Franks came forward on his seat, so that he was very close to the FBI man. “Stop it!” he insisted, red-faced with anger. “I want an assurance—not from you but from Ronan himself—that I will not be spied upon. I
will
not continue any sort of cooperation—any sort whatsoever—unless I have his assurance that I'm going to be properly treated. You got that?”

“It's my job to protect you,” said Waldo. “You got that?”

Franks wanted to hit the man, to knock the supercilious expression off his face. “As a material witness,” he said, remembering the previous day's dispute. “Everything will already have been started by now against Pascara and Flamini and Dukes. And without me, you haven't got a case. That's why you
are
protecting me. Stop the spying or I withdraw. Your choice.”
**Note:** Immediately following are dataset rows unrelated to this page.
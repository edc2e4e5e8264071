//! Configuration management for the Jenkins client.
//!
//! This module handles loading and validating client configuration
//! from TOML files.

mod settings;

use std::path::PathBuf;

use thiserror::Error;

pub use settings::ClientConfig;

/// Errors that can occur while loading configuration.
#[derive(Debug, Error)]
pub enum ConfigError {
    /// The platform configuration directory could not be determined.
    #[error("Could not determine configuration directory")]
    NoConfigDir,

    /// The configuration file could not be read.
    #[error("Failed to read configuration file {path}: {source}")]
    ReadError {
        path: PathBuf,
        #[source]
        source: std::io::Error,
    },

    /// The configuration file is not valid TOML for this schema.
    #[error("Failed to parse configuration: {0}")]
    ParseError(#[from] toml::de::Error),

    /// The configuration parsed but is not usable.
    #[error("Invalid configuration: {0}")]
    ValidationError(String),
}

/// Result type for configuration operations.
pub type Result<T> = std::result::Result<T, ConfigError>;
//! Error types for jenkins-async.
//!
//! Aggregates configuration and API failures behind one type for callers
//! that load a client from a file and then talk to the server.

use thiserror::Error;

use crate::api::error::JenkinsError;
use crate::config::ConfigError;

/// The crate-level error type.
#[derive(Debug, Error)]
pub enum Error {
    /// Configuration-related errors.
    #[error("{0}")]
    Config(#[from] ConfigError),

    /// API-related errors.
    #[error("{0}")]
    Api(#[from] JenkinsError),
}

impl Error {
    /// Check if this error is recoverable by caller logic.
    ///
    /// Missing jobs or builds and transport failures may succeed on a later
    /// attempt; configuration and authentication problems will not.
    pub fn is_recoverable(&self) -> bool {
        matches!(
            self,
            Error::Api(JenkinsError::NotFound(_)) | Error::Api(JenkinsError::Transport(_))
        )
    }
}

/// Result type for crate-level operations.
pub type Result<T> = std::result::Result<T, Error>;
Waldo seemed unmoved, but Franks was sure Schultz shifted in his seat, worried by the threat.

“We're doing our job, Mr. Franks,” argued Waldo.

“You're overdoing your job,” said Franks. “Any listening device will be removed from my hotel telephone before I return, today.” And he knew a way to guarantee it, Franks decided.

He allowed them to escort him to the conference room, as they had the previous day, and as they had the previous day Waldo and Schultz settled themselves outside the room. Inside Franks used the internal telephone to delay the managers' meeting by fifteen minutes and then called Rosenberg, in New York, glad of the man's home telephone number and careless of waking him because of the time difference. He was surprised that the American lawyer did not regard it as much of an intrusion.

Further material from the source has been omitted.